It's officially a gold rush, with everyone now stampeding to mine the allegedly huge dollars to be found in the local search market. Let's not be bothered with whether or not what's being sold is what the market needs -- that would spoil all the fun.

Google and Yahoo now have beta versions of their answers to local search open for inspection. My quick review: they're better than I would have expected, but a long way from what's needed. AskJeeves has partnered with CitySearch so that its local restaurant and nightclub listings will appear prominently in applicable search results. In the yellow pages area, FindWhat has announced that Canada' s Yellow Pages Group will be grafting FindWhat pay per click auction technology onto its site, perhaps more evidence of a mini-trend in this area. Every other yellow pages publisher is out with their own local search initiatives, all fervently hoping that local retailers will deliver the online riches that have eluded them to date.

As Janice McCallum of Shore Communications points out, local newspapers are the group best positioned to benefit from local search, but they continue to sit around as more nimble competitors rip the guts out of their businesses. Just as newspapers saw their classified advertising business decimated, local search may ultimately start to cut into newspaper display advertising, which might finally spur them into some sort of coherent reaction. Newspapers have always jealously watched the yellow page business. Indeed, most major newspapers have at one time or another owned yellow pages publishing companies, only to divest them after concluding they just didn't "get" the directory business. Now with the Internet, there actually would be some great synergies between newspapers and yellow pages, but newspapers still feel burned by their earlier yellow pages experiences.
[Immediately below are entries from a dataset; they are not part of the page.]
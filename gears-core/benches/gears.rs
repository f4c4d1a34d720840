use criterion::{black_box, criterion_group, criterion_main, Criterion};
use gears_core::{build_gear, RenderSink, Scene};
use gears_core::{GearMesh, GearUniforms};

/// Sink that only touches the uniforms, so the benchmark measures composition.
struct NullSink(f32);

impl RenderSink for NullSink {
    fn draw_gear(&mut self, mesh: &GearMesh, uniforms: &GearUniforms) {
        self.0 += uniforms.model_view_projection[0] + mesh.vertex_count() as f32;
    }
}

fn bench_build_gear(c: &mut Criterion) {
    let mut group = c.benchmark_group("build_gear");
    for teeth in [10u32, 20, 100] {
        group.bench_function(format!("{}_teeth", teeth), |b| {
            b.iter(|| build_gear(black_box(1.0), 4.0, 1.0, black_box(teeth), 0.7))
        });
    }
    group.finish();
}

fn bench_frame(c: &mut Criterion) {
    let mut scene = Scene::new(400, 400).expect("scene");
    let mut sink = NullSink(0.0);

    c.bench_function("compose_frame", |b| {
        b.iter(|| {
            scene.update(black_box(1.0 / 60.0));
            scene.draw(&mut sink);
        })
    });
    black_box(sink.0);
}

criterion_group!(benches, bench_build_gear, bench_frame);
criterion_main!(benches);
So who's going to win in the local search game? Here are my predictions:

I agree with Janice McCallum that newspapers are the best positioned to be the winners in local search, but they've got to overcome their own inertia, previous bad experiences with directory publishing, fighting a multi-front war over their classified advertising, and the surprising continued strength of the print yellow pages business, which limits their openings. I just don't see newspapers pulling it off, especially since they need to overcome the biggest obstacle of them all: themselves.

As to the big search engines, I personally believe the cracks are starting to show as they push to be all things to all people. The future of search -- yes you heard it here first -- is two-tier searching, where the big general search engines hand off certain types of searches to specialist search engines/directories/yellow pages.

Local yellow pages publishers have always dreamt of being national yellow pages publishers. The Web let them indulge that dream, and indulge they did. Of course, while these publishers raced to build out national content, they never built out their regional sales forces. Is it any surprise they aren't drowning in ads? For several years, I've been urging yellow pages publishers to play to their local strengths. I'm currently estimating it will take 2-4 years for them to get up enough courage to try, and then they'll be contenders.

Long-shot possibilities? Think about Comcast, or even AOL, both of whom have unique capabilities to target content geographically, and a still significant "home page advantage." Stretch your imagination a little further and you might come up with InterActive Corporation, a powerhouse in local listings with holdings such as Citysearch, TripAdvisor, Evite, ServiceMaster, but seemingly more interested (for now) in the rich transaction revenues generated by its Ticketmaster, Hotels.com and Expedia units.

Bottom line: local search will happen, and it will be big, but it's going to be a big, sloppy, crazy competitive mess for 2-4 years before yellow pages publishers realize they should focus on selling ads where they actually have salesforces. Then we'll have our winner.